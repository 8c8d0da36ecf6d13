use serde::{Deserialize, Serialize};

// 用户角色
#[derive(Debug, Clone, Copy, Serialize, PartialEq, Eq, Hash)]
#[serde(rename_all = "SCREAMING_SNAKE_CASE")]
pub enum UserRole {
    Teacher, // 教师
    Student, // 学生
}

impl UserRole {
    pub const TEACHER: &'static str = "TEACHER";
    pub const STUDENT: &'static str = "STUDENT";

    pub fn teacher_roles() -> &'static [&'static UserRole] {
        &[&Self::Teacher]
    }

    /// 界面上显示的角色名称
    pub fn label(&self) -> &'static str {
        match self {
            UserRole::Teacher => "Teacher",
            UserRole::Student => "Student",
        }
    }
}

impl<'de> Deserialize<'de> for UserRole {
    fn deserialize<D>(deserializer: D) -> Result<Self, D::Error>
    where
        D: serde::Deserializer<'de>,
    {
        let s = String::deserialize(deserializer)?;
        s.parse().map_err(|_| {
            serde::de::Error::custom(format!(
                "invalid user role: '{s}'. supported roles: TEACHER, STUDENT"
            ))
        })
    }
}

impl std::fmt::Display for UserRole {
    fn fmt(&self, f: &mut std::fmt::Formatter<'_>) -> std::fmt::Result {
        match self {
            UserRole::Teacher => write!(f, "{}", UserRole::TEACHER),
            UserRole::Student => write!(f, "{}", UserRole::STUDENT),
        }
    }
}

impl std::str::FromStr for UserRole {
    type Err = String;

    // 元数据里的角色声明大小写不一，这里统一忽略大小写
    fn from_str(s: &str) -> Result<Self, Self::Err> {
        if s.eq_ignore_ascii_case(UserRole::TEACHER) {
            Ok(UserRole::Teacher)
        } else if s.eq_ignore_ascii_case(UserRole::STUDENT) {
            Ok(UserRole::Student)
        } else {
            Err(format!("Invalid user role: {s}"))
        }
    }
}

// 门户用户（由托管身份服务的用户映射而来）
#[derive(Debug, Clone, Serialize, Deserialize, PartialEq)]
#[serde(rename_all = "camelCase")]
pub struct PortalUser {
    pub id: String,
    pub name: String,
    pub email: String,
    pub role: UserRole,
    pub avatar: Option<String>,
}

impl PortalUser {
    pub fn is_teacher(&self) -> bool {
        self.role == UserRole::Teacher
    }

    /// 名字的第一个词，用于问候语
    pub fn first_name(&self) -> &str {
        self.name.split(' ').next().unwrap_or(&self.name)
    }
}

--------------------

Assignment -
Every line above that holds the word "PartialEq" should be copied out.

Answer space -
#[derive(Debug, Clone, Copy, Serialize, PartialEq, Eq, Hash)]
#[derive(Debug, Clone, Serialize, Deserialize, PartialEq)]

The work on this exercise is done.